POJ3624--01背包

Charm Bracelet

Time Limit: 1000MS		Memory Limit: 65536K
Total Submissions: 34013		Accepted: 15087

Description

Bessie has gone to the mall's jewelry store and spies a charm bracelet. Of course, she'd like to fill it with the best charms possible from the N (1 ≤ N ≤ 3,402) available charms. Each charm i in the supplied list has a weight W_i (1 ≤ W_i ≤ 400), a 'desirability' factor D_i (1 ≤ D_i ≤ 100), and can be used at most once.
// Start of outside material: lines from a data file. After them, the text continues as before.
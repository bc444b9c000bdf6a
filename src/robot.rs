//! Robot state: bearing, position and the rotation/relocation operations.

use glam::IVec2;
use serde::{Deserialize, Serialize};
use std::fmt;

/// The compass direction the robot faces.
///
/// Bearings form a clockwise cycle: North → East → South → West → North.
#[derive(Clone, Copy, Debug, PartialEq, Eq, Hash, Serialize, Deserialize)]
pub enum Bearing {
    North,
    East,
    South,
    West,
}

impl Bearing {
    /// All bearings in clockwise order, starting at North.
    pub const ALL: [Bearing; 4] = [Bearing::North, Bearing::East, Bearing::South, Bearing::West];

    /// Returns the unit step taken when moving one cell in this bearing.
    pub fn step(self) -> IVec2 {
        match self {
            Bearing::North => IVec2::Y,
            Bearing::East => IVec2::X,
            Bearing::South => IVec2::NEG_Y,
            Bearing::West => IVec2::NEG_X,
        }
    }

    /// The next bearing clockwise.
    pub fn clockwise(self) -> Bearing {
        match self {
            Bearing::North => Bearing::East,
            Bearing::East => Bearing::South,
            Bearing::South => Bearing::West,
            Bearing::West => Bearing::North,
        }
    }

    /// The next bearing counter-clockwise.
    pub fn counter_clockwise(self) -> Bearing {
        match self {
            Bearing::North => Bearing::West,
            Bearing::West => Bearing::South,
            Bearing::South => Bearing::East,
            Bearing::East => Bearing::North,
        }
    }

    /// Applies a single quarter turn.
    pub fn turned(self, rotation: Rotation) -> Bearing {
        match rotation {
            Rotation::Left => self.counter_clockwise(),
            Rotation::Right => self.clockwise(),
        }
    }

    /// Looks a bearing up by name, ignoring ASCII case (`"north"`, `"NORTH"`, ...).
    pub fn from_name(name: &str) -> Option<Bearing> {
        Bearing::ALL
            .into_iter()
            .find(|b| b.name().eq_ignore_ascii_case(name))
    }

    /// Canonical name as printed in reports.
    pub fn name(self) -> &'static str {
        match self {
            Bearing::North => "North",
            Bearing::East => "East",
            Bearing::South => "South",
            Bearing::West => "West",
        }
    }
}

impl fmt::Display for Bearing {
    fn fmt(&self, f: &mut fmt::Formatter<'_>) -> fmt::Result {
        f.write_str(self.name())
    }
}

/// A quarter turn requested by `LEFT` or `RIGHT`.
#[derive(Clone, Copy, Debug, PartialEq, Eq, Serialize, Deserialize)]
pub enum Rotation {
    Left,
    Right,
}

/// Where the robot stands and which way it faces.
///
/// A `Position` says nothing about grid validity; the engine checks a candidate
/// against its [`Grid`](crate::grid::Grid) before adopting it.
#[derive(Clone, Copy, Debug, PartialEq, Eq, Serialize, Deserialize)]
pub struct Position {
    /// Cell coordinates, `x` growing East and `y` growing North.
    pub cell: IVec2,
    pub bearing: Bearing,
}

impl Position {
    pub fn new(x: i32, y: i32, bearing: Bearing) -> Self {
        Self {
            cell: IVec2::new(x, y),
            bearing,
        }
    }

    pub fn x(&self) -> i32 {
        self.cell.x
    }

    pub fn y(&self) -> i32 {
        self.cell.y
    }

    /// The position one cell ahead, keeping the bearing. `None` when the
    /// step would leave the `i32` coordinate range.
    pub fn advanced(&self) -> Option<Position> {
        let step = self.bearing.step();
        Some(Position {
            cell: IVec2::new(
                self.cell.x.checked_add(step.x)?,
                self.cell.y.checked_add(step.y)?,
            ),
            bearing: self.bearing,
        })
    }
}

/// Formats as `x,y,Bearing`, the report format.
impl fmt::Display for Position {
    fn fmt(&self, f: &mut fmt::Formatter<'_>) -> fmt::Result {
        write!(f, "{},{},{}", self.cell.x, self.cell.y, self.bearing)
    }
}

/// The toy robot. Exists only once it has been placed on the grid.
#[derive(Clone, Debug, PartialEq, Serialize, Deserialize)]
pub struct Robot {
    position: Position,
}

impl Robot {
    pub fn new(position: Position) -> Self {
        Self { position }
    }

    pub fn position(&self) -> Position {
        self.position
    }

    /// Overwrites the current position. Bounds are the caller's business.
    pub fn relocate(&mut self, position: Position) {
        self.position = position;
    }

    /// Turns the robot a quarter turn in place.
    pub fn rotate(&mut self, rotation: Rotation) {
        self.position.bearing = self.position.bearing.turned(rotation);
    }
}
Bessie can only support a charm bracelet whose weight is no more than M (1 ≤M ≤ 12,880).

Given that weight limit as a constraint and a list of the charms with their weights and desirability rating, deduce the maximum possible sum of ratings.

Input

* Line 1: Two space-separated integers: N and M
* Lines 2..N+1: Line i+1 describes charm i with two space-separated integers: W_i and D_i

Output

* Line 1: A single integer that is the greatest sum of charm desirabilities that can be achieved given the weight constraints

Sample Input

4 6
1 4
2 6
3 12
2 7

Sample Output

23

基础01背包飘过

源代码：

#include<iostream>
#include<cstdio>
#include<cstring>
#include<string>
#include<stack>
#include<queue>
#include<vector>
#include<deque>
#include<map>
#include<set>
#include<algorithm>
#include<string>
#include<iomanip>
#include<cstdlib>
#include<cmath>
#include<sstream>
#include<ctime>
using namespace std;

int W[3407];
int D[3407];
int dp[12885];//背包

int main()
{
    int N,M;
    int i,j;
    memset(W,0,sizeof(W));
    memset(D,0,sizeof(D));
    memset(dp,0,sizeof(dp));
    scanf("%d%d",&N,&M);
    for(i = 0; i < N; i++)
    {
        scanf("%d%d",&W[i],&D[i]);
    }
    for(i = 0; i < N; i++)
    {
        for(j = M; j >= W[i]; j--)
        {
            dp[j] = max(dp[j], dp[j - W[i]] + D[i]);
        }
    }
    printf("%d
",dp[M]);
	return 0;
}